◆ Stored records
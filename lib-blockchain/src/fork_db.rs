//! Fork Database
//!
//! In-memory tree of recent blocks that are not yet irreversible. Every
//! pushed block must link to a known block; the head is the highest block
//! seen, so a longer fork takes over the head as soon as it is pushed.
//!
//! Blocks more than `max_size` below the head are pruned.

use std::collections::{BTreeMap, BTreeSet, HashMap};
use std::sync::Arc;

use thiserror::Error;
use tracing::{debug, warn};

use crate::protocol::{BlockId, SignedBlock};

pub const DEFAULT_FORK_DB_MAX_SIZE: u32 = 1024;

#[derive(Debug, Clone, PartialEq, Eq, Error)]
pub enum ForkDbError {
    #[error("Block {num} ({id}) does not link to a known block")]
    Unlinkable { id: BlockId, num: u32 },

    #[error("Block {num} is too old for the fork database (head {head})")]
    TooOld { num: u32, head: u32 },

    #[error("Unknown block: {0}")]
    UnknownBlock(BlockId),

    #[error("No block to pop")]
    NoBlockToPop,

    #[error("Branches {0} and {1} have no common ancestor in the fork database")]
    NoCommonAncestor(BlockId, BlockId),
}

pub type ForkDbResult<T> = Result<T, ForkDbError>;

/// One block in the fork tree.
#[derive(Debug, Clone, PartialEq, Eq)]
pub struct ForkItem {
    pub id: BlockId,
    pub num: u32,
    pub previous: BlockId,
    pub block: Arc<SignedBlock>,
}

impl ForkItem {
    pub fn new(block: SignedBlock) -> Self {
        Self {
            id: block.id(),
            num: block.block_num(),
            previous: block.previous(),
            block: Arc::new(block),
        }
    }
}

pub type ForkItemRef = Arc<ForkItem>;

/// Two chains back to their common ancestor, newest first. The last entry
/// of each side is the first block after the fork point.
pub type Branches = (Vec<ForkItemRef>, Vec<ForkItemRef>);

#[derive(Debug)]
pub struct ForkDatabase {
    items: HashMap<BlockId, ForkItemRef>,
    by_num: BTreeMap<u32, BTreeSet<BlockId>>,
    head: Option<ForkItemRef>,
    max_size: u32,
}

impl Default for ForkDatabase {
    fn default() -> Self {
        Self::new()
    }
}

impl ForkDatabase {
    pub fn new() -> Self {
        Self {
            items: HashMap::new(),
            by_num: BTreeMap::new(),
            head: None,
            max_size: DEFAULT_FORK_DB_MAX_SIZE,
        }
    }

    pub fn reset(&mut self) {
        self.items.clear();
        self.by_num.clear();
        self.head = None;
    }

    pub fn set_max_size(&mut self, max_size: u32) {
        self.max_size = max_size.max(1);
        self.prune();
    }

    pub fn len(&self) -> usize {
        self.items.len()
    }

    pub fn is_empty(&self) -> bool {
        self.items.is_empty()
    }

    pub fn head(&self) -> Option<ForkItemRef> {
        self.head.clone()
    }

    /// Seeds the database with a block whose parent is not tracked.
    pub fn start_block(&mut self, block: SignedBlock) -> ForkItemRef {
        let item = Arc::new(ForkItem::new(block));
        self.insert(item.clone());
        self.head = Some(item.clone());
        item
    }

    /// Adds a block and returns the (possibly new) head.
    pub fn push_block(&mut self, block: SignedBlock) -> ForkDbResult<ForkItemRef> {
        let item = Arc::new(ForkItem::new(block));
        if let Some(head) = &self.head {
            let floor = head.num.saturating_sub(self.max_size);
            if item.num <= floor {
                return Err(ForkDbError::TooOld {
                    num: item.num,
                    head: head.num,
                });
            }
            if !self.items.contains_key(&item.previous) {
                warn!(
                    block_num = item.num,
                    id = %item.id,
                    head = head.num,
                    "pushed block does not link to the fork database"
                );
                return Err(ForkDbError::Unlinkable {
                    id: item.id,
                    num: item.num,
                });
            }
        }

        self.insert(item.clone());
        let new_head = match &self.head {
            Some(head) => item.num > head.num,
            None => true,
        };
        if new_head {
            self.head = Some(item);
            self.prune();
        }
        self.head.clone().ok_or(ForkDbError::NoBlockToPop)
    }

    pub fn set_head(&mut self, item: ForkItemRef) {
        self.head = Some(item);
    }

    /// Moves the head to its parent. The popped block stays known.
    pub fn pop_block(&mut self) -> ForkDbResult<ForkItemRef> {
        let head = self.head.clone().ok_or(ForkDbError::NoBlockToPop)?;
        let prev = self
            .items
            .get(&head.previous)
            .cloned()
            .ok_or(ForkDbError::NoBlockToPop)?;
        self.head = Some(prev);
        Ok(head)
    }

    /// Removes one block. Descendants are left for `remove_branch`.
    pub fn remove(&mut self, id: &BlockId) {
        if let Some(item) = self.items.remove(id) {
            if let Some(ids) = self.by_num.get_mut(&item.num) {
                ids.remove(id);
                if ids.is_empty() {
                    self.by_num.remove(&item.num);
                }
            }
        }
    }

    /// Removes a block and every known descendant of it.
    pub fn remove_branch(&mut self, id: &BlockId) {
        let mut doomed = vec![*id];
        while let Some(current) = doomed.pop() {
            let Some(item) = self.items.get(&current).cloned() else {
                continue;
            };
            if let Some(children) = self.by_num.get(&(item.num + 1)) {
                for child in children {
                    if self.items.get(child).map(|c| c.previous) == Some(current) {
                        doomed.push(*child);
                    }
                }
            }
            self.remove(&current);
        }
    }

    pub fn is_known_block(&self, id: &BlockId) -> bool {
        self.items.contains_key(id)
    }

    pub fn fetch_block(&self, id: &BlockId) -> Option<ForkItemRef> {
        self.items.get(id).cloned()
    }

    pub fn fetch_block_by_number(&self, num: u32) -> Vec<ForkItemRef> {
        self.by_num
            .get(&num)
            .map(|ids| ids.iter().filter_map(|id| self.items.get(id).cloned()).collect())
            .unwrap_or_default()
    }

    /// Follows parent links from the head down to `num`.
    pub fn walk_main_branch_to_num(&self, num: u32) -> Option<ForkItemRef> {
        let mut next = self.head.clone()?;
        if num > next.num {
            return None;
        }
        while next.num > num {
            next = self.items.get(&next.previous)?.clone();
        }
        Some(next)
    }

    pub fn fetch_block_on_main_branch_by_number(&self, num: u32) -> Option<ForkItemRef> {
        let mut blocks = self.fetch_block_by_number(num);
        match blocks.len() {
            0 => None,
            1 => blocks.pop(),
            _ => self.walk_main_branch_to_num(num),
        }
    }

    /// Walks both chains back to the block after their common ancestor.
    pub fn fetch_branch_from(&self, first: &BlockId, second: &BlockId) -> ForkDbResult<Branches> {
        let mut a = self
            .fetch_block(first)
            .ok_or(ForkDbError::UnknownBlock(*first))?;
        let mut b = self
            .fetch_block(second)
            .ok_or(ForkDbError::UnknownBlock(*second))?;
        let mut result: Branches = (Vec::new(), Vec::new());
        let no_ancestor = || ForkDbError::NoCommonAncestor(*first, *second);

        while a.num > b.num {
            let prev = self.fetch_block(&a.previous).ok_or_else(no_ancestor)?;
            result.0.push(a);
            a = prev;
        }
        while b.num > a.num {
            let prev = self.fetch_block(&b.previous).ok_or_else(no_ancestor)?;
            result.1.push(b);
            b = prev;
        }
        while a.previous != b.previous {
            let prev_a = self.fetch_block(&a.previous).ok_or_else(no_ancestor)?;
            let prev_b = self.fetch_block(&b.previous).ok_or_else(no_ancestor)?;
            result.0.push(a);
            result.1.push(b);
            a = prev_a;
            b = prev_b;
        }
        if a.id != b.id {
            result.0.push(a);
            result.1.push(b);
        }
        Ok(result)
    }

    fn insert(&mut self, item: ForkItemRef) {
        self.by_num.entry(item.num).or_default().insert(item.id);
        self.items.insert(item.id, item);
    }

    fn prune(&mut self) {
        let Some(head) = &self.head else {
            return;
        };
        let min_num = head.num.saturating_sub(self.max_size);
        let stale: Vec<u32> = self.by_num.range(..min_num).map(|(n, _)| *n).collect();
        if stale.is_empty() {
            return;
        }
        for num in &stale {
            if let Some(ids) = self.by_num.remove(num) {
                for id in ids {
                    self.items.remove(&id);
                }
            }
        }
        debug!(pruned = stale.len(), min_num, "pruned fork database");
    }
}

#[cfg(test)]
mod tests {
    use super::*;
    use crate::protocol::{AccountName, TimePointSec};

    fn child(parent: &SignedBlock, salt: u32) -> SignedBlock {
        let mut block = SignedBlock::default();
        block.signed_header.header.previous = parent.id();
        block.signed_header.header.timestamp = TimePointSec(parent.timestamp().0 + 3 + salt);
        block.signed_header.header.witness = AccountName::from("initminer");
        block
    }

    fn genesis() -> SignedBlock {
        let mut block = SignedBlock::default();
        block.signed_header.header.timestamp = TimePointSec(1_000);
        block
    }

    #[test]
    fn test_longer_fork_becomes_head() {
        let mut db = ForkDatabase::new();
        let g = genesis();
        db.start_block(g.clone());

        let a1 = child(&g, 0);
        let b1 = child(&g, 1);
        let b2 = child(&b1, 0);
        db.push_block(a1.clone()).unwrap();
        assert_eq!(db.head().unwrap().id, a1.id());

        db.push_block(b1.clone()).unwrap();
        assert_eq!(db.head().unwrap().id, a1.id(), "equal length does not switch");

        db.push_block(b2.clone()).unwrap();
        assert_eq!(db.head().unwrap().id, b2.id());

        let (new_branch, old_branch) = db.fetch_branch_from(&b2.id(), &a1.id()).unwrap();
        assert_eq!(
            new_branch.iter().map(|i| i.id).collect::<Vec<_>>(),
            vec![b2.id(), b1.id()]
        );
        assert_eq!(old_branch.iter().map(|i| i.id).collect::<Vec<_>>(), vec![a1.id()]);
        assert_eq!(new_branch.last().unwrap().previous, g.id());
    }

    #[test]
    fn test_unlinkable_block_is_rejected() {
        let mut db = ForkDatabase::new();
        let g = genesis();
        db.start_block(g.clone());
        let orphan = child(&child(&g, 0), 0);
        assert!(matches!(db.push_block(orphan), Err(ForkDbError::Unlinkable { .. })));
    }

    #[test]
    fn test_pop_and_remove_branch() {
        let mut db = ForkDatabase::new();
        let g = genesis();
        db.start_block(g.clone());
        let b1 = child(&g, 0);
        let b2 = child(&b1, 0);
        db.push_block(b1.clone()).unwrap();
        db.push_block(b2.clone()).unwrap();

        let popped = db.pop_block().unwrap();
        assert_eq!(popped.id, b2.id());
        assert_eq!(db.head().unwrap().id, b1.id());

        db.remove_branch(&b1.id());
        assert!(!db.is_known_block(&b1.id()));
        assert!(!db.is_known_block(&b2.id()));
        assert!(db.is_known_block(&g.id()));
    }

    #[test]
    fn test_prunes_below_max_size() {
        let mut db = ForkDatabase::new();
        db.set_max_size(2);
        let mut prev = genesis();
        db.start_block(prev.clone());
        for _ in 0..5 {
            let next = child(&prev, 0);
            db.push_block(next.clone()).unwrap();
            prev = next;
        }
        assert!(db.len() <= 3);
        assert!(db.fetch_block_on_main_branch_by_number(prev.block_num()).is_some());
        assert!(db.fetch_block_by_number(1).is_empty());
    }
}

◆ Activity
Could you write out exactly the lines above, starting at the first one and ending with the line that has "pub fn new(block: SignedBlock)"?

◆ Answer area
filename lib-blockchain/src/fork_db.rs
//! Fork Database
//!
//! In-memory tree of recent blocks that are not yet irreversible. Every
//! pushed block must link to a known block; the head is the highest block
//! seen, so a longer fork takes over the head as soon as it is pushed.
//!
//! Blocks more than `max_size` below the head are pruned.

use std::collections::{BTreeMap, BTreeSet, HashMap};
use std::sync::Arc;

use thiserror::Error;
use tracing::{debug, warn};

use crate::protocol::{BlockId, SignedBlock};

pub const DEFAULT_FORK_DB_MAX_SIZE: u32 = 1024;

#[derive(Debug, Clone, PartialEq, Eq, Error)]
pub enum ForkDbError {
    #[error("Block {num} ({id}) does not link to a known block")]
    Unlinkable { id: BlockId, num: u32 },

    #[error("Block {num} is too old for the fork database (head {head})")]
    TooOld { num: u32, head: u32 },

    #[error("Unknown block: {0}")]
    UnknownBlock(BlockId),

    #[error("No block to pop")]
    NoBlockToPop,

    #[error("Branches {0} and {1} have no common ancestor in the fork database")]
    NoCommonAncestor(BlockId, BlockId),
}

pub type ForkDbResult<T> = Result<T, ForkDbError>;

/// One block in the fork tree.
#[derive(Debug, Clone, PartialEq, Eq)]
pub struct ForkItem {
    pub id: BlockId,
    pub num: u32,
    pub previous: BlockId,
    pub block: Arc<SignedBlock>,
}

impl ForkItem {
    pub fn new(block: SignedBlock) -> Self {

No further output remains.